Prospective assessment of the event rate attributable to the progression of vulnerable plaque.

METHODS:
  • 697 patients
  • 40 European and U.S. cen-ters
  • IVUS and Virtual Histology post PCI on the 3 primary coronary arteries
  • Prospective registry of acute coronary syndromes (ACS) patients

SUMMARY:
  • Approximately 20 % of patients with ACS successfully treated with stents and contemporary medical Rx develop MACE within 3 years.
  • Approximately 12 % of patients develop MACE from non culprit lesions during 3 years of follow-up.
  • While plaques which are responsible for unanticipated future MACE are frequently angiographically mild, most untreated plaques which become symptomatic have a large plaque burden and a small lumen area.

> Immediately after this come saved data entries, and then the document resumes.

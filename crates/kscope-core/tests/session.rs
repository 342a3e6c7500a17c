//! Tests for session attachment and the architecture context

mod common;

use common::*;
use kscope_core::prelude::*;
use kscope_core::walk::list_len;

fn attach(memory: SparseMemory, debug_info: StaticDebugInfo) -> KscopeResult<Session>
{
    kscope_utils::init_test_logging();
    Session::attach(Box::new(memory), Box::new(debug_info), TraversalConfig::default())
}

/// A three-node list laid out for a 32-bit image.
fn i386_image(memory: &SparseMemory) -> StaticDebugInfo
{
    let mut types = TypeTableBuilder::new(4);
    let list_head = types.reserve("struct list_head");
    let list_ptr = types.pointer_to(list_head);
    let desc = StructBuilder::new("struct list_head", AlignmentRule::Natural { max_align: 4 })
        .field(&types, "next", list_ptr)
        .unwrap()
        .field(&types, "prev", list_ptr)
        .unwrap()
        .finish();
    types.define(list_head, desc).unwrap();

    let head = Address::new(0xc100_0000);
    let node = |i: u64| Address::new(0xc100_0100 + i * 8);
    let link = |at: Address, next: Address, prev: Address| {
        memory.write_pointer(at, next);
        memory.write_pointer(at + 4, prev);
    };
    link(head, node(0), node(2));
    link(node(0), node(1), head);
    link(node(1), node(2), node(0));
    link(node(2), head, node(1));

    StaticDebugInfo::new("vmlinux", ArchSpec::native(TargetArch::X86))
        .with_types(types.build().unwrap())
        .with_symbol("i386_head", head, Some("struct list_head"))
}

#[test]
fn test_context_from_image()
{
    let (_memory, session) = session();
    let context = session.context();
    assert_eq!(context.arch(), TargetArch::X86_64);
    assert_eq!(context.pointer_size(), 8);
    assert_eq!(context.byte_order(), ByteOrder::Little);
    assert_eq!(context.struct_padding_rule(), AlignmentRule::Natural { max_align: 8 });
    assert_eq!(session.target().context().session_id(), context.session_id());
}

#[test]
fn test_sessions_are_distinct()
{
    let (_first_memory, first) = session();
    let (_second_memory, second) = session();
    assert_ne!(first.context().session_id(), second.context().session_id());
}

#[test]
fn test_mismatched_debug_info_is_rejected()
{
    let memory = SparseMemory::new(spec());
    let debug_info = StaticDebugInfo::new("vmlinux", ArchSpec::native(TargetArch::X86));
    match attach(memory, debug_info) {
        Err(KscopeError::IncompatibleHost { expected, found }) => {
            assert!(expected.contains("x86_64"));
            assert!(found.contains("i386"));
        }
        other => panic!("expected IncompatibleHost, got {other:?}"),
    }
}

#[test]
fn test_byte_order_mismatch_is_rejected()
{
    let memory = SparseMemory::new(ArchSpec::native(TargetArch::Ppc64));
    let debug_info = StaticDebugInfo::new("vmlinux", ArchSpec::native(TargetArch::Ppc64le));
    assert!(matches!(
        attach(memory, debug_info),
        Err(KscopeError::IncompatibleHost { .. })
    ));
}

#[test]
fn test_raw_window_adopts_debug_info_architecture()
{
    let memory = SparseMemory::new(ArchSpec::native(TargetArch::X86)).without_architecture();
    let debug_info = i386_image(&memory);
    let session = attach(memory, debug_info).unwrap();
    assert_eq!(session.context().pointer_size(), 4);
    assert_eq!(session.context().struct_padding_rule(), AlignmentRule::Natural { max_align: 4 });
}

#[test]
fn test_32_bit_pointers_never_drift()
{
    let memory = SparseMemory::new(ArchSpec::native(TargetArch::X86));
    let debug_info = i386_image(&memory);
    let session = attach(memory, debug_info).unwrap();

    let head = session.symbol_value("i386_head").unwrap();
    assert_eq!(head.ty().size(), 8);
    assert_eq!(head.field("prev").unwrap().address(), Some(Address::new(0xc100_0004)));
    assert_eq!(list_len(&head).unwrap(), 3);

    let pointer = session.lookup_type("struct list_head *").unwrap().ty;
    assert_eq!(pointer.size(), 4);
    assert_eq!(head.address_of().unwrap().read_bytes().unwrap().len(), 4);
}

#[test]
fn test_big_endian_decoding()
{
    let big = ArchSpec::native(TargetArch::S390x);
    let memory = SparseMemory::new(big);
    memory.write_bytes(Address::new(0x1000), &[0, 0, 0, 0, 0x12, 0x34, 0x56, 0x78]);

    let session = attach(
        memory,
        StaticDebugInfo::new("vmlinux", big)
            .with_types(kernel_types())
            .with_symbol("jiffies", Address::new(0x1000), Some("unsigned long")),
    )
    .unwrap();
    assert_eq!(session.context().byte_order(), ByteOrder::Big);
    assert_eq!(session.symbol_value("jiffies").unwrap().as_u64().unwrap(), 0x1234_5678);
}

#[test]
fn test_translate()
{
    let base = Address::new(0xffff_8880_0000_0000);
    let memory = SparseMemory::new(spec()).with_direct_map(base, 0x1_0000_0000);
    let session = attach(memory, StaticDebugInfo::new("vmlinux", spec())).unwrap();

    assert_eq!(session.translate(base + 0x1234).unwrap(), Address::new(0x1234));
    let outside = Address::new(0xffff_ffff_8100_0000);
    match session.translate(outside) {
        Err(KscopeError::Untranslatable(failure)) => assert_eq!(failure.address, outside),
        other => panic!("expected Untranslatable, got {other:?}"),
    }
}

#[test]
fn test_without_per_cpu_section()
{
    let session = attach(SparseMemory::new(spec()), StaticDebugInfo::new("vmlinux", spec())).unwrap();
    assert_eq!(session.percpu().nr_cpus(), 0);
    assert_eq!(session.percpu().static_range(), None);
    assert_eq!(session.config(), &TraversalConfig::default());
}

#[test]
fn test_close()
{
    let (memory, session) = session();
    let reads = memory.read_count();
    session.close();
    assert_eq!(memory.read_count(), reads);
}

  • The patients had on average 0.83 lesions with < 4 mm² MLA that were left untreated.
  • The prospective identification of non culprit lesions prone to develop MACE within 3 years can be enhanced by characterization of underlying plaque morphology with virtual histology, with VH-TCFAs representing the highest risk lesion type.
  • In 52 % of the patients at least one VH thin-cap fibroatheroma (TCFA) that was left behind was identified.

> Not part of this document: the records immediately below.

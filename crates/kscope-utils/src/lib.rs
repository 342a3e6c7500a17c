//! # kscope Utilities
//!
//! Shared utilities and logging for kscope.
//!
//! This crate provides the `tracing` subscriber setup used by tools and test
//! harnesses built on `kscope-core`. The core library only emits events; it
//! never installs a subscriber itself.

pub mod logging;

// Re-export commonly used logging functions for convenience
pub use logging::{init_logging, init_test_logging, LogConfig, LogFormat, LogGuard, LogLevel, LoggingError};
pub use tracing::{debug, error, info, trace, warn};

  • The combination of large plaque burden by IVUS and large necrotic core without visible cap (VH-TCFA) identifies high risk lesions for MACE (15.3 %) within 3 years.

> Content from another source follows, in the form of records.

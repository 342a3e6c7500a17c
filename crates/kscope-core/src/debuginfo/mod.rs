//! # Debug Information Sources
//!
//! Symbol addresses and type layouts come from a [`DebugInfo`]
//! implementation: the kernel image, a module that loaded later, or an
//! in-memory table built by a tool.
//!
//! The catalog consults its sources in the order they were added, so the
//! kernel image should come first and modules after it.

mod dwarf;

use std::collections::HashMap;
use std::sync::Arc;

pub use dwarf::DwarfDebugInfo;

use crate::context::ArchitectureContext;
use crate::error::KscopeResult;
use crate::layout::{Type, TypeTable};
use crate::types::{Address, ArchSpec};

/// A global symbol as a debug-information source reports it
#[derive(Debug, Clone)]
pub struct SymbolInfo
{
    pub name: String,
    pub address: Address,
    /// C spelling of the symbol's type, when the source knows it
    pub type_name: Option<String>,
    /// The decoded type itself, when the source could build it directly
    pub ty: Option<Type>,
    /// Size recorded in the symbol table (zero when unknown)
    pub size: u64,
}

/// Source of symbols and types for one binary (kernel image or module)
pub trait DebugInfo
{
    /// Short name used in log messages (`"vmlinux"`, `"ext4"`, ...).
    fn module_name(&self) -> &str;

    /// Architecture the binary was built for.
    fn architecture(&self) -> ArchSpec;

    /// Look up a global symbol by name.
    fn resolve_symbol(&self, name: &str) -> Option<SymbolInfo>;

    /// Look up a type by its C spelling (`"struct list_head"`,
    /// `"unsigned long"`, a typedef name).
    ///
    /// Pointer spellings (`"struct foo *"`) never reach the source; the
    /// catalog derives them.
    ///
    /// ## Errors
    ///
    /// When the debug information exists but cannot be decoded.
    fn resolve_type(&self, name: &str, context: &ArchitectureContext) -> KscopeResult<Option<Type>>;
}

/// In-memory debug information
///
/// Holds a symbol map and any number of frozen [`TypeTable`]s. Synthetic
/// sessions and tests describe their images with it; tools can also use it
/// to layer hand-written layouts over a real kernel.
///
/// ```rust
/// use kscope_core::debuginfo::{DebugInfo, StaticDebugInfo};
/// use kscope_core::types::{Address, ArchSpec, TargetArch};
///
/// let info = StaticDebugInfo::new("vmlinux", ArchSpec::native(TargetArch::X86_64))
///     .with_symbol("init_task", Address::new(0xffff_ffff_8200_0000), Some("struct task_struct"));
/// assert!(info.resolve_symbol("init_task").is_some());
/// ```
#[derive(Debug)]
pub struct StaticDebugInfo
{
    module: String,
    spec: ArchSpec,
    symbols: HashMap<String, SymbolInfo>,
    tables: Vec<Arc<TypeTable>>,
}

impl StaticDebugInfo
{
    #[must_use]
    pub fn new(module: &str, spec: ArchSpec) -> Self
    {
        Self {
            module: module.to_string(),
            spec,
            symbols: HashMap::new(),
            tables: Vec::new(),
        }
    }

    /// Make every name in `table` resolvable.
    #[must_use]
    pub fn with_types(mut self, table: Arc<TypeTable>) -> Self
    {
        self.tables.push(table);
        self
    }

    /// Add a symbol.
    #[must_use]
    pub fn with_symbol(mut self, name: &str, address: Address, type_name: Option<&str>) -> Self
    {
        self.add_symbol(name, address, type_name);
        self
    }

    /// Add a symbol in place.
    pub fn add_symbol(&mut self, name: &str, address: Address, type_name: Option<&str>)
    {
        self.symbols.insert(
            name.to_string(),
            SymbolInfo {
                name: name.to_string(),
                address,
                type_name: type_name.map(str::to_string),
                ty: None,
                size: 0,
            },
        );
    }

    /// Add a symbol whose type is given as a descriptor rather than a name.
    #[must_use]
    pub fn with_typed_symbol(mut self, name: &str, address: Address, ty: Type) -> Self
    {
        self.symbols.insert(
            name.to_string(),
            SymbolInfo {
                name: name.to_string(),
                address,
                type_name: Some(ty.name()),
                size: ty.size(),
                ty: Some(ty),
            },
        );
        self
    }
}

impl DebugInfo for StaticDebugInfo
{
    fn module_name(&self) -> &str
    {
        &self.module
    }

    fn architecture(&self) -> ArchSpec
    {
        self.spec
    }

    fn resolve_symbol(&self, name: &str) -> Option<SymbolInfo>
    {
        self.symbols.get(name).cloned()
    }

    fn resolve_type(&self, name: &str, _context: &ArchitectureContext) -> KscopeResult<Option<Type>>
    {
        Ok(self.tables.iter().find_map(|table| table.lookup(name)))
    }
}
//! Kernel `struct klist`: a `list_head` (`k_list`) threading
//! `struct klist_node`s through their `n_node` members.
//!
//! Besides the list's own back-links, each node records the klist it belongs
//! to in `n_klist`. A node claiming a different owner ends the walk.

use tracing::trace;

use super::{pointer_member, EntryMapping, ListWalk, ListWalker, WalkState};
use crate::config::TraversalConfig;
use crate::error::{KscopeError, KscopeResult, ListCorruption};
use crate::layout::Type;
use crate::types::Address;
use crate::value::TypedValue;

const K_LIST: &str = "k_list";
const N_NODE: &str = "n_node";
const N_KLIST: &str = "n_klist";

/// Low bit of `n_klist` set once a node is deleted while still referenced.
const KNODE_DEAD: u64 = 1;

/// Configures walks over one klist
#[derive(Debug, Clone)]
pub struct KlistWalker<'s>
{
    nodes: ListWalker<'s>,
    klist: Address,
    owner_offset: u64,
    entries: Option<EntryMapping>,
}

impl<'s> KlistWalker<'s>
{
    /// Walker over `klist` (a `struct klist` or a pointer to one) whose
    /// nodes are laid out as `node_type`.
    ///
    /// ## Errors
    ///
    /// [`KscopeError::InvalidKind`] when `klist` has no `k_list` member or
    /// `node_type` has no `n_klist` pointer, [`KscopeError::NoSuchField`]
    /// when `node_type` has no `n_node`, and [`KscopeError::NullPointer`]
    /// for a null klist pointer.
    pub fn new(klist: &TypedValue<'s>, node_type: &Type) -> KscopeResult<Self>
    {
        let klist = if klist.ty().is_pointer() {
            klist.dereference()?
        } else {
            klist.clone()
        };
        let address = match klist.address() {
            Some(address) if klist.ty().is_aggregate() && klist.has_field(K_LIST) => address,
            _ => {
                return Err(KscopeError::InvalidKind {
                    operation: "walk a klist headed by",
                    found: klist.ty().name(),
                });
            }
        };
        let owner_offset = pointer_member(node_type, N_KLIST, "walk klist nodes of")?;
        let nodes = ListWalker::new(&klist.field(K_LIST)?)?.entries(node_type, N_NODE)?;

        Ok(Self {
            nodes,
            klist: address,
            owner_offset,
            entries: None,
        })
    }

    /// Most nodes a walk may yield before failing with `UnterminatedList`.
    #[must_use]
    pub fn max_nodes(mut self, max: usize) -> Self
    {
        self.nodes = self.nodes.max_nodes(max);
        self
    }

    #[must_use]
    pub fn with_config(self, config: &TraversalConfig) -> Self
    {
        self.max_nodes(config.max_list_nodes)
    }

    /// Yield the `container` objects embedding each `struct klist_node` at
    /// `member_path`.
    ///
    /// ## Errors
    ///
    /// [`KscopeError::NoSuchField`] when `container` has no such member.
    pub fn entries(mut self, container: &Type, member_path: &str) -> KscopeResult<Self>
    {
        self.entries = Some(EntryMapping::new(container, member_path)?);
        Ok(self)
    }

    /// Address of the `struct klist`.
    #[must_use]
    pub fn klist(&self) -> Address
    {
        self.klist
    }

    #[must_use]
    pub fn walk(&self) -> KlistWalk<'s>
    {
        KlistWalk {
            walker: self.clone(),
            nodes: self.nodes.walk(),
            state: WalkState::NotStarted,
        }
    }
}

/// A klist walk in progress; see [`KlistWalker::walk`]
#[derive(Debug)]
pub struct KlistWalk<'s>
{
    walker: KlistWalker<'s>,
    nodes: ListWalk<'s>,
    state: WalkState,
}

impl<'s> KlistWalk<'s>
{
    #[must_use]
    pub fn state(&self) -> WalkState
    {
        self.state
    }

    /// Nodes yielded so far.
    #[must_use]
    pub fn visited(&self) -> usize
    {
        self.nodes.visited()
    }

    fn check_owner(&self, node: &TypedValue<'s>) -> KscopeResult<TypedValue<'s>>
    {
        let Some(address) = node.address() else {
            return Err(KscopeError::InvalidKind {
                operation: "check the owner of",
                found: node.ty().name(),
            });
        };
        let target = node.target();
        let owner = target.read_pointer(address + self.walker.owner_offset)?.mask_low(KNODE_DEAD);
        if owner != self.walker.klist {
            return Err(KscopeError::corrupt_list(
                address,
                ListCorruption::WrongOwner {
                    expected: self.walker.klist,
                    found: owner,
                },
            ));
        }
        trace!(klist = %self.walker.klist, node = %address, "klist step");
        match &self.walker.entries {
            Some(mapping) => mapping.apply(target, address),
            None => Ok(node.clone()),
        }
    }
}

impl<'s> Iterator for KlistWalk<'s>
{
    type Item = KscopeResult<TypedValue<'s>>;

    fn next(&mut self) -> Option<Self::Item>
    {
        if self.state.is_finished() {
            return None;
        }
        let Some(item) = self.nodes.next() else {
            self.state = WalkState::Exhausted;
            return None;
        };
        self.state = WalkState::Advancing;

        let result = match item {
            Ok(node) => self.check_owner(&node),
            Err(err) => Err(err),
        };
        if result.is_err() {
            self.state = WalkState::Failed;
        }
        Some(result)
    }
}

/// Walk `klist`, yielding each `struct klist_node` after checking it
/// belongs to this klist.
///
/// ## Errors
///
/// As [`KlistWalker::new`].
pub fn walk_klist<'s>(klist: &TypedValue<'s>, node_type: &Type) -> KscopeResult<KlistWalk<'s>>
{
    Ok(KlistWalker::new(klist, node_type)?.walk())
}
//! Tests for red-black tree traversal

mod common;

use common::*;
use kscope_core::prelude::*;
use kscope_core::walk::{walk_tree, TreeFields};

fn numbers(session: &Session, root: &str, order: TreeOrder) -> Vec<i64>
{
    let root = session.symbol_value(root).unwrap();
    let number_node = session.lookup_type("struct number_node").unwrap().ty;
    TreeWalker::new(&root)
        .unwrap()
        .order(order)
        .entries(&number_node, "rb")
        .unwrap()
        .walk()
        .map(|node| number(&node.unwrap()))
        .collect()
}

#[test]
fn test_empty_tree()
{
    let (_memory, session) = session();
    let root = session.symbol_value("empty_tree_root").unwrap();
    let mut walk = walk_tree(&root).unwrap();
    assert!(walk.next().is_none());
    assert_eq!(walk.state(), WalkState::Exhausted);
}

#[test]
fn test_singular_tree()
{
    let (_memory, session) = session();
    let root = session.symbol_value("singular_tree_root").unwrap();
    let nodes: Vec<Address> = walk_tree(&root)
        .unwrap()
        .map(|node| node.unwrap().address().unwrap())
        .collect();
    assert_eq!(nodes, vec![SINGULAR_TREE]);
}

#[test]
fn test_full_binary_tree_in_order()
{
    let (_memory, session) = session();
    assert_eq!(
        numbers(&session, "full_binary_tree_root", TreeOrder::InOrder),
        vec![3, 1, 4, 0, 5, 2, 6]
    );
}

#[test]
fn test_full_binary_tree_post_order()
{
    let (_memory, session) = session();
    assert_eq!(
        numbers(&session, "full_binary_tree_root", TreeOrder::PostOrder),
        vec![3, 4, 1, 5, 6, 2, 0]
    );
}

#[test]
fn test_linear_binary_tree()
{
    let (_memory, session) = session();
    assert_eq!(numbers(&session, "linear_binary_tree_root", TreeOrder::InOrder), vec![1, 2, 0]);
    assert_eq!(numbers(&session, "linear_binary_tree_root", TreeOrder::PostOrder), vec![2, 1, 0]);
}

#[test]
fn test_cached_root()
{
    let (_memory, session) = session();
    assert_eq!(numbers(&session, "full_tree_cached", TreeOrder::InOrder).len(), 7);
}

#[test]
fn test_root_by_pointer()
{
    let (_memory, session) = session();
    let root = session.symbol_value("full_binary_tree_root").unwrap();
    let pointer = root.address_of().unwrap();
    assert_eq!(walk_tree(&pointer).unwrap().count(), 7);
}

#[test]
fn test_subtree_by_node_pointer()
{
    let (_memory, session) = session();
    let root = session.symbol_value("full_binary_tree_root").unwrap();
    let top = root.field("rb_node").unwrap().dereference().unwrap();
    let left = top.field("rb_left").unwrap();

    let number_node = session.lookup_type("struct number_node").unwrap().ty;
    let values: Vec<i64> = TreeWalker::new(&left)
        .unwrap()
        .entries(&number_node, "rb")
        .unwrap()
        .walk()
        .map(|node| number(&node.unwrap()))
        .collect();
    assert_eq!(values, vec![3, 1, 4]);
}

#[test]
fn test_null_node_pointer_is_empty()
{
    let (_memory, session) = session();
    let leaf = session.value_at(FULL_BINARY_TREE + 3 * 32 + 8, "struct rb_node").unwrap();
    let walker = TreeWalker::new(&leaf.field("rb_left").unwrap()).unwrap();
    assert_eq!(walker.walk().count(), 0);
}

#[test]
fn test_broken_parent()
{
    let (_memory, session) = session();
    let number_node = session.lookup_type("struct number_node").unwrap().ty;
    let root = session.symbol_value("broken_tree_root").unwrap();

    let mut values = Vec::new();
    let mut failure = None;
    for node in TreeWalker::new(&root).unwrap().entries(&number_node, "rb").unwrap().walk() {
        match node {
            Ok(node) => values.push(number(&node)),
            Err(err) => failure = Some(err),
        }
    }
    assert_eq!(values, vec![3, 1]);

    let node = |i: u64| BROKEN_TREE + i * 32 + 8;
    match failure {
        Some(KscopeError::CorruptTree {
            address,
            reason: TreeCorruption::WrongParent { expected, found },
            ..
        }) => {
            assert_eq!(address, node(4));
            assert_eq!(expected, node(1));
            assert_eq!(found, node(2));
        }
        other => panic!("expected a parent mismatch, got {other:?}"),
    }
}

#[test]
fn test_root_with_parent_is_corrupt()
{
    let (memory, session) = session();
    memory.write_u64(SINGULAR_TREE, NAKED_NODE.value() | 1);
    let root = session.symbol_value("singular_tree_root").unwrap();

    let result: KscopeResult<Vec<_>> = walk_tree(&root).unwrap().collect();
    assert!(matches!(
        result,
        Err(KscopeError::CorruptTree { reason: TreeCorruption::WrongParent { expected, .. }, .. }) if expected == Address::ZERO
    ));
}

#[test]
fn test_colour_bits_are_masked()
{
    let (memory, session) = session();
    // Red and black children both carry their parent in the upper bits.
    let node = |i: u64| FULL_BINARY_TREE + i * 32 + 8;
    memory.write_u64(node(3), node(1).value() | 0b11);
    assert_eq!(numbers(&session, "full_binary_tree_root", TreeOrder::InOrder).len(), 7);
}

#[test]
fn test_unreadable_node()
{
    let (memory, session) = session();
    let node = |i: u64| FULL_BINARY_TREE + i * 32 + 8;
    memory.write_pointer(node(2) + 8, WILD);
    let root = session.symbol_value("full_binary_tree_root").unwrap();

    let results: Vec<_> = walk_tree(&root).unwrap().collect();
    // 3, 1, 4, 0, 5, 2 come out before the right child of 2 is entered.
    assert_eq!(results.iter().filter(|node| node.is_ok()).count(), 6);
    match results.last() {
        Some(Err(KscopeError::CorruptTree {
            address,
            reason: TreeCorruption::UnreadableNode,
            source,
        })) => {
            assert_eq!(*address, WILD);
            assert!(matches!(source.as_deref(), Some(KscopeError::UnreadableMemory { .. })));
        }
        other => panic!("expected an unreadable node, got {other:?}"),
    }
}

#[test]
fn test_depth_bound()
{
    let (_memory, session) = session();
    let root = session.symbol_value("linear_binary_tree_root").unwrap();
    let results: Vec<_> = TreeWalker::new(&root).unwrap().max_depth(2).walk().collect();
    assert!(matches!(results.last(), Some(Err(KscopeError::UnterminatedTree { .. }))));
}

#[test]
fn test_node_bound()
{
    let (_memory, session) = session();
    let root = session.symbol_value("full_binary_tree_root").unwrap();
    let results: Vec<_> = TreeWalker::new(&root).unwrap().max_nodes(4).walk().collect();
    assert!(matches!(
        results.last(),
        Some(Err(KscopeError::UnterminatedTree { visited: 4, .. }))
    ));
}

#[test]
fn test_self_loop_is_bounded()
{
    let (memory, session) = session();
    // A node that is its own left child, with a matching parent word.
    memory.write_u64(SINGULAR_TREE, SINGULAR_TREE.value());
    memory.write_pointer(SINGULAR_TREE + 16, SINGULAR_TREE);
    memory.write_pointer(SINGULAR_TREE_ROOT, SINGULAR_TREE);
    let root = session.symbol_value("singular_tree_root").unwrap();

    // The root itself now fails the null-parent check.
    let result: KscopeResult<Vec<_>> = walk_tree(&root).unwrap().collect();
    assert!(matches!(result, Err(KscopeError::CorruptTree { .. })));

    // Entered directly, the loop runs into the depth bound instead.
    let pointer = root.field("rb_node").unwrap();
    let result: KscopeResult<Vec<_>> = TreeWalker::new(&pointer).unwrap().max_depth(16).walk().collect();
    assert!(matches!(result, Err(KscopeError::UnterminatedTree { .. })));
}

#[test]
fn test_not_a_tree()
{
    let (_memory, session) = session();
    let naked = session.symbol_value("naked_node").unwrap();
    assert!(matches!(TreeWalker::new(&naked), Err(KscopeError::InvalidKind { .. })));

    let scalar = session.symbol_value("nr_things").unwrap().field("count").unwrap();
    assert!(matches!(TreeWalker::new(&scalar), Err(KscopeError::InvalidKind { .. })));

    let pointer = session.value_at(FULL_BINARY_TREE_ROOT, "unsigned int *").unwrap();
    assert!(matches!(TreeWalker::new(&pointer), Err(KscopeError::InvalidKind { .. })));
}

#[test]
fn test_custom_field_names()
{
    let (_memory, session) = session();
    let root = session.symbol_value("full_binary_tree_root").unwrap();

    let fields = TreeFields {
        left: "rb_right".to_string(),
        right: "rb_left".to_string(),
        ..TreeFields::default()
    };
    let number_node = session.lookup_type("struct number_node").unwrap().ty;
    let mirrored: Vec<i64> = TreeWalker::with_fields(&root, fields)
        .unwrap()
        .entries(&number_node, "rb")
        .unwrap()
        .walk()
        .map(|node| number(&node.unwrap()))
        .collect();
    assert_eq!(mirrored, vec![6, 2, 5, 0, 4, 1, 3]);

    let bogus = TreeFields {
        parent_color: "parent".to_string(),
        ..TreeFields::default()
    };
    assert!(matches!(
        TreeWalker::with_fields(&root, bogus),
        Err(KscopeError::InvalidKind { .. })
    ));
}

#[test]
fn test_session_tree_walker_uses_config()
{
    kscope_utils::init_test_logging();
    let config = TraversalConfig {
        max_tree_nodes: 3,
        ..TraversalConfig::default()
    };
    let session = Session::attach(Box::new(common::memory()), Box::new(common::debug_info()), config).unwrap();
    let root = session.symbol_value("full_binary_tree_root").unwrap();
    let result: KscopeResult<Vec<_>> = session.tree_walker(&root).unwrap().walk().collect();
    assert!(matches!(result, Err(KscopeError::UnterminatedTree { .. })));
}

  • The combination of large plaque burden by IVUS and pathological intimal thickening (PIT) has a lower risk for MACE within 3 years compared to high plaque burden lesions in general (2.6 % vs. 9.2 %).

CONCLUSIONS:

The highest risk plaque type is VH thin-cap fibroatheroma (VH-TCFA) with a minimum lumen area of ≤ 4 mm² and a plaque burden ≥ 70 %. The current practice of using angiography alone cannot measure plaque burden or the presence of VH-TCFAs, which were the two most signifi-cant predictors of lesion risk for events within 3 years. The plaque type pathological intimal thickening (PIT) with a plaque burden of ≥ 70 % is associated with a reduced risk of MACE.